In this Thursday, Sept. 18, 2012 photo, Tony Dow, actor, director and artist, poses with some of his works at his home and studio in the Topanga area of Los Angeles. When it comes time to sitting down in a studio and carving out bronze and wooden sculptures inspired by the nature all around him, Wally isn’t leaving it up to the Beav these days. Dow, who famously played the Beaver’s older brother Wally on the classic 1950s-60s sitcom “Leave it To Beaver,” is carving out a name for himself in the art world these days, as an abstract artist. (AP Photo/Reed Saxon)
Beav’s brother Tony Dow now an abstract artist
TOPANGA, Calif. (AP) — He is, and likely forever will be, best known as good old Wally Cleaver, the big brother who had to bail out a goofball sibling facing one dilemma after another on the classic TV series “Leave it to Beaver.”For the last dozen years, though, Tony Dow has been carving out a new career, as a sculptor with pieces that have shown at numerous venues, including what is arguably the world’s premier art museum — the Louvre in Paris.
This weekend, more than 30 of Dow’s pieces in bronze, steel and wood go on display closer to home at the Debilzan Gallery in Laguna Beach, and they could fetch several thousand dollars each from collectors. But despite his respected reputation as a sculptor, Dow acknowledges there could be as many people at Saturday’s opening reception wanting to rub shoulders with the Beav’s brother as see his art.
“I think it’s hard, especially with the Wally image, to be taken seriously at pretty much anything other than that,” he says with a chuckle and a shake of his head.
At 67, Dow has a head of grey hair and lives with his wife, Lauren, in the wooded Southern California arts colony of Topanga Canyon.
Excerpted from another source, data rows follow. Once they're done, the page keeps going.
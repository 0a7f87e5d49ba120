//! Booking orchestration
//!
//! [`BookingCoordinator`] drives the three-layer protocol end to end:
//! idempotency check → hold validation → deposit charge → ledger commit →
//! compensation / cleanup. It is the only layer that translates internal
//! outcomes into user-visible results.

pub mod confirmation;
pub mod coordinator;

pub use coordinator::{BookingCoordinator, CancelResult};
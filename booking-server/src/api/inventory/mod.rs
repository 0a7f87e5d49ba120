//! Inventory API 模块 - 可用性查询与槽位占用

mod handler;

use axum::{
    Router,
    routing::{delete, get, post},
};

use crate::core::ServerState;

pub fn router() -> Router<ServerState> {
    Router::new().nest("/api/inventory", routes())
}

fn routes() -> Router<ServerState> {
    Router::new()
        .route("/availability", get(handler::availability))
        .route("/hold", post(handler::acquire_hold))
        .route("/hold/{slot_id}", delete(handler::release_hold))
        .route("/hold/{slot_id}/validate", get(handler::validate_hold))
}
His reputation as a sculptor reached a new height four years ago when he had one of his bronze pieces accepted at 2008’s Societe Nationale des Beaux-Arts, a 150-year-old art show staged annually at the Louvre.
The modest, soft-spoken Dow is quick to point out that the work — a distinctive abstract piece titled The Warrior — was not placed in the museum’s permanent collection. And if you went to see the show that year you would not have found it anywhere near Leonardo da Vinci’s “Mona Lisa.”
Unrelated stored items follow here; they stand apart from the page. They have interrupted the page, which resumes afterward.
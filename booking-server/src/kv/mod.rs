//! Key-value store seam
//!
//! The hold protocol, the idempotency cache and the availability cache all
//! live in one external KV service under distinct namespaces. The trait
//! keeps every consumer dependency-injected (no process-wide registries)
//! and lets tests and single-node deployments run against the in-memory
//! twin instead of Redis.
//!
//! # Key namespaces (operational contract, preserved for admin inspection)
//!
//! | 前缀 | 用途 |
//! |------|------|
//! | `hold:{slot_id}` | 槽位占用 (advisory hold) |
//! | `idem:{key}` | 幂等键缓存 |
//! | `avail:{restaurant_id}:{date}` | 可用性缓存 |

use std::time::Duration;

use async_trait::async_trait;
use chrono::NaiveDate;
use thiserror::Error;
use uuid::Uuid;

pub mod memory;
pub mod redis;

pub use memory::MemoryKvStore;
pub use redis::RedisKvStore;

/// KV store error types
#[derive(Debug, Error)]
pub enum KvError {
    #[error("KV store unavailable: {0}")]
    Unavailable(String),
}

/// Result type for KV operations
pub type KvResult<T> = Result<T, KvError>;

/// Minimal contract the booking protocols need from the shared KV service.
///
/// TTL expiry is the store's own responsibility: no caller may observe a
/// key after its TTL elapses, and there is no application-tier sweeper.
#[async_trait]
pub trait KvStore: Send + Sync {
    /// Atomic create-if-absent with TTL. Returns `true` when the key was written.
    async fn set_nx_ex(&self, key: &str, value: &str, ttl: Duration) -> KvResult<bool>;

    /// Unconditional write with TTL.
    async fn set_ex(&self, key: &str, value: &str, ttl: Duration) -> KvResult<()>;

    async fn get(&self, key: &str) -> KvResult<Option<String>>;

    /// Delete a key. Deleting an absent key is not an error.
    async fn del(&self, key: &str) -> KvResult<()>;

    /// Reset the TTL of an existing key.
    async fn expire(&self, key: &str, ttl: Duration) -> KvResult<()>;
}

// ── Namespaced key builders ─────────────────────────────────────────

pub fn hold_key(slot_id: Uuid) -> String {
    format!("hold:{slot_id}")
}

pub fn idem_key(key: &str) -> String {
    format!("idem:{key}")
}

pub fn avail_key(restaurant_id: Uuid, date: NaiveDate) -> String {
    format!("avail:{restaurant_id}:{date}")
}

#[cfg(test)]
mod tests {
    use super::*;

    #[test]
    fn key_namespaces_are_stable() {
        let slot = Uuid::nil();
        assert_eq!(
            hold_key(slot),
            "hold:00000000-0000-0000-0000-000000000000"
        );
        assert_eq!(idem_key("abc"), "idem:abc");
        let date = NaiveDate::from_ymd_opt(2025, 3, 14).unwrap();
        assert_eq!(
            avail_key(slot, date),
            "avail:00000000-0000-0000-0000-000000000000:2025-03-14"
        );
    }
}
“But it was a show that was represented by 20-some nations, and the U.S. had 14 pieces there, and there were two sculptors, and I was one of them,” Dow says between sips of mango-flavored lemonade as he relaxes on a recent hot, end-of-summer day in the living room of his home.
“So it was a big deal,” he adds softly with a shy smile.
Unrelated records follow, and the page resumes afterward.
//! End-to-end booking flow through the coordinator
//!
//! Drives the same three-layer protocol the HTTP handlers call into:
//! idempotency → hold validation → deposit charge → ledger commit →
//! compensation / cache invalidation.

mod common;

use uuid::Uuid;

use booking_server::booking::confirmation::{CODE_ALPHABET, CODE_LENGTH};
use booking_server::{AppError, CancelResult, HoldOutcome};
use shared::request::AvailabilityQuery;

fn assert_code_shape(code: &str) {
    assert_eq!(code.len(), CODE_LENGTH);
    assert!(
        code.bytes().all(|b| CODE_ALPHABET.contains(&b)),
        "confirmation code {code} outside alphabet"
    );
}

#[tokio::test]
async fn contended_slot_full_scenario() {
    let env = common::setup().await;
    let state = &env.state;
    let pool = state.db.clone();
    let restaurant_id = common::seed_restaurant(&pool, "Chez Annette").await;
    let slot_id = common::seed_slot(&pool, restaurant_id, 4, 18).await;

    let user_a = Uuid::new_v4();
    let user_b = Uuid::new_v4();

    // A takes the hold; B is denied while it lives
    let HoldOutcome::Acquired { token: token_a, .. } = state.holds.acquire(slot_id, user_a).await
    else {
        panic!("A's hold must succeed");
    };
    assert!(matches!(
        state.holds.acquire(slot_id, user_b).await,
        HoldOutcome::Denied
    ));

    // A books with hold token and payment token
    let mut request_a = common::booking_request(slot_id, user_a);
    request_a.hold_token = Some(token_a);
    request_a.payment_token = Some("tok_ok".to_string());
    let response = state
        .coordinator
        .create_reservation(request_a, None)
        .await
        .expect("A's booking succeeds");
    assert_code_shape(&response.confirmation_code);
    assert_eq!(response.restaurant_name, "Chez Annette");
    assert_eq!(env.payment.charge_count(), 1);
    assert_eq!(common::slot_status(&pool, slot_id).await, "BOOKED");

    // The hold was released on commit, so B can acquire one, but it is
    // moot: the ledger constraint still rejects B's booking
    let HoldOutcome::Acquired { token: token_b, .. } = state.holds.acquire(slot_id, user_b).await
    else {
        panic!("hold store no longer blocks the booked slot");
    };
    let mut request_b = common::booking_request(slot_id, user_b);
    request_b.hold_token = Some(token_b);
    let err = state
        .coordinator
        .create_reservation(request_b, None)
        .await
        .expect_err("the booked slot must not be double-booked");
    assert!(matches!(err, AppError::Conflict(_)));
    assert_eq!(common::reservation_rows_for_slot(&pool, slot_id).await, 1);

    // A cancels; the slot reverts and B's fresh attempt succeeds
    assert_eq!(
        state
            .coordinator
            .cancel_reservation(response.reservation_id)
            .await
            .unwrap(),
        CancelResult::Cancelled
    );
    assert_eq!(common::slot_status(&pool, slot_id).await, "AVAILABLE");

    state.holds.release(slot_id).await;
    let HoldOutcome::Acquired { token: token_b, .. } = state.holds.acquire(slot_id, user_b).await
    else {
        panic!("B's hold must succeed after cancellation");
    };
    let mut retry_b = common::booking_request(slot_id, user_b);
    retry_b.hold_token = Some(token_b);
    let response_b = state
        .coordinator
        .create_reservation(retry_b, None)
        .await
        .expect("B's booking succeeds after cancellation");
    assert_code_shape(&response_b.confirmation_code);
}

#[tokio::test]
async fn idempotent_retry_runs_side_effects_once() {
    let env = common::setup().await;
    let state = &env.state;
    let pool = state.db.clone();
    let restaurant_id = common::seed_restaurant(&pool, "La Table").await;
    let slot_id = common::seed_slot(&pool, restaurant_id, 4, 19).await;

    let mut request = common::booking_request(slot_id, Uuid::new_v4());
    request.payment_token = Some("tok_ok".to_string());
    let key = Some("retry-attempt-4711".to_string());

    let first = state
        .coordinator
        .create_reservation(request.clone(), key.clone())
        .await
        .expect("first attempt succeeds");
    let second = state
        .coordinator
        .create_reservation(request, key)
        .await
        .expect("replay returns the cached result");

    // Identical response, one charge, one row
    assert_eq!(first, second);
    assert_eq!(env.payment.charge_count(), 1);
    assert_eq!(common::reservation_rows_for_slot(&pool, slot_id).await, 1);
}

#[tokio::test]
async fn cancellation_refunds_captured_deposit() {
    let env = common::setup().await;
    let state = &env.state;
    let pool = state.db.clone();
    let restaurant_id = common::seed_restaurant(&pool, "Osteria").await;
    let slot_id = common::seed_slot(&pool, restaurant_id, 2, 20).await;

    let mut request = common::booking_request(slot_id, Uuid::new_v4());
    request.payment_token = Some("tok_ok".to_string());
    let response = state
        .coordinator
        .create_reservation(request, None)
        .await
        .unwrap();

    assert_eq!(
        state
            .coordinator
            .cancel_reservation(response.reservation_id)
            .await
            .unwrap(),
        CancelResult::Cancelled
    );
    assert_eq!(env.payment.refund_count(), 1);
    assert_eq!(common::slot_status(&pool, slot_id).await, "AVAILABLE");

    let payment_status: String =
        sqlx::query_scalar("SELECT payment_status FROM reservations WHERE reservation_id = ?")
            .bind(response.reservation_id)
            .fetch_one(&pool)
            .await
            .unwrap();
    assert_eq!(payment_status, "REFUNDED");

    // Cancelling again is a no-op success, with no second refund
    assert_eq!(
        state
            .coordinator
            .cancel_reservation(response.reservation_id)
            .await
            .unwrap(),
        CancelResult::AlreadyCancelled
    );
    assert_eq!(env.payment.refund_count(), 1);
}

#[tokio::test]
async fn stale_hold_token_is_a_conflict() {
    let env = common::setup().await;
    let state = &env.state;
    let pool = state.db.clone();
    let restaurant_id = common::seed_restaurant(&pool, "Bistro").await;
    let slot_id = common::seed_slot(&pool, restaurant_id, 4, 17).await;

    // Someone else owns the hold; a forged/stale token must not pass
    state.holds.acquire(slot_id, Uuid::new_v4()).await;
    let mut request = common::booking_request(slot_id, Uuid::new_v4());
    request.hold_token = Some("stale-token".to_string());

    let err = state
        .coordinator
        .create_reservation(request, None)
        .await
        .expect_err("stale hold token is rejected");
    assert!(matches!(err, AppError::Conflict(_)));
    assert_eq!(common::reservation_rows_for_slot(&pool, slot_id).await, 0);
}

#[tokio::test]
async fn missing_slot_refunds_the_charge() {
    let env = common::setup().await;
    let state = &env.state;

    let mut request = common::booking_request(Uuid::new_v4(), Uuid::new_v4());
    request.payment_token = Some("tok_ok".to_string());

    let err = state
        .coordinator
        .create_reservation(request, None)
        .await
        .expect_err("unknown slot");
    assert!(matches!(err, AppError::NotFound(_)));
    // The deposit was charged before the lookup failed, then compensated
    assert_eq!(env.payment.charge_count(), 1);
    assert_eq!(env.payment.refund_count(), 1);
}

#[tokio::test]
async fn validation_rejects_before_any_side_effect() {
    let env = common::setup().await;
    let state = &env.state;

    let mut request = common::booking_request(Uuid::new_v4(), Uuid::new_v4());
    request.party_size = 0;
    request.payment_token = Some("tok_ok".to_string());

    let err = state
        .coordinator
        .create_reservation(request, None)
        .await
        .expect_err("non-positive party size");
    assert!(matches!(err, AppError::Validation(_)));
    assert_eq!(env.payment.charge_count(), 0);
}

#[tokio::test]
async fn declined_charge_aborts_without_ledger_write() {
    let env = common::setup().await;
    let state = &env.state;
    let pool = state.db.clone();
    let restaurant_id = common::seed_restaurant(&pool, "Cantina").await;
    let slot_id = common::seed_slot(&pool, restaurant_id, 4, 21).await;

    env.payment.decline_next_charges(true);
    let mut request = common::booking_request(slot_id, Uuid::new_v4());
    request.payment_token = Some("tok_declined".to_string());

    let err = state
        .coordinator
        .create_reservation(request, None)
        .await
        .expect_err("declined card");
    assert!(matches!(err, AppError::PaymentFailed(_)));
    // Nothing was committed, nothing to compensate
    assert_eq!(common::reservation_rows_for_slot(&pool, slot_id).await, 0);
    assert_eq!(env.payment.refund_count(), 0);
    assert_eq!(common::slot_status(&pool, slot_id).await, "AVAILABLE");
}

#[tokio::test]
async fn availability_filters_and_invalidates() {
    let env = common::setup().await;
    let state = &env.state;
    let pool = state.db.clone();
    let restaurant_id = common::seed_restaurant(&pool, "Le Jardin").await;
    let small_slot = common::seed_slot(&pool, restaurant_id, 2, 18).await;
    let large_slot = common::seed_slot(&pool, restaurant_id, 6, 19).await;

    let query = AvailabilityQuery {
        restaurant_id,
        date: common::test_date(),
        party_size: None,
        table_group_id: None,
    };

    // Read-through populates the cache
    let all = state.availability.get(&query).await.unwrap();
    assert_eq!(all.slots.len(), 2);

    // Cache hit filtered by party size; the key ignores party size
    let mut bigger_party = query.clone();
    bigger_party.party_size = Some(4);
    let filtered = state.availability.get(&bigger_party).await.unwrap();
    assert_eq!(filtered.slots.len(), 1);
    assert_eq!(filtered.slots[0].slot_id, large_slot);

    // Booking invalidates the entry synchronously; the slot disappears
    // immediately rather than after the cache TTL
    state
        .coordinator
        .create_reservation(common::booking_request(small_slot, Uuid::new_v4()), None)
        .await
        .unwrap();
    let after_booking = state.availability.get(&query).await.unwrap();
    assert_eq!(after_booking.slots.len(), 1);
    assert_eq!(after_booking.slots[0].slot_id, large_slot);
}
Tony Dow, actor, director and artist, poses with, from left, Adam’s Rib, Half Twist and Waiting, at his home and studio in the Topanga area of Los Angeles.
Even now, he still keeps in touch with all the old gang.
“Jerry, I talked to him just a couple days ago,” he says of Mathers.
Dressed in a T-shirt, shorts and flip-flops, Dow still looks about as fit as the teenage Wally did. But you probably wouldn’t recognize him as that character otherwise — except for an occasional Wally expression or mannerism.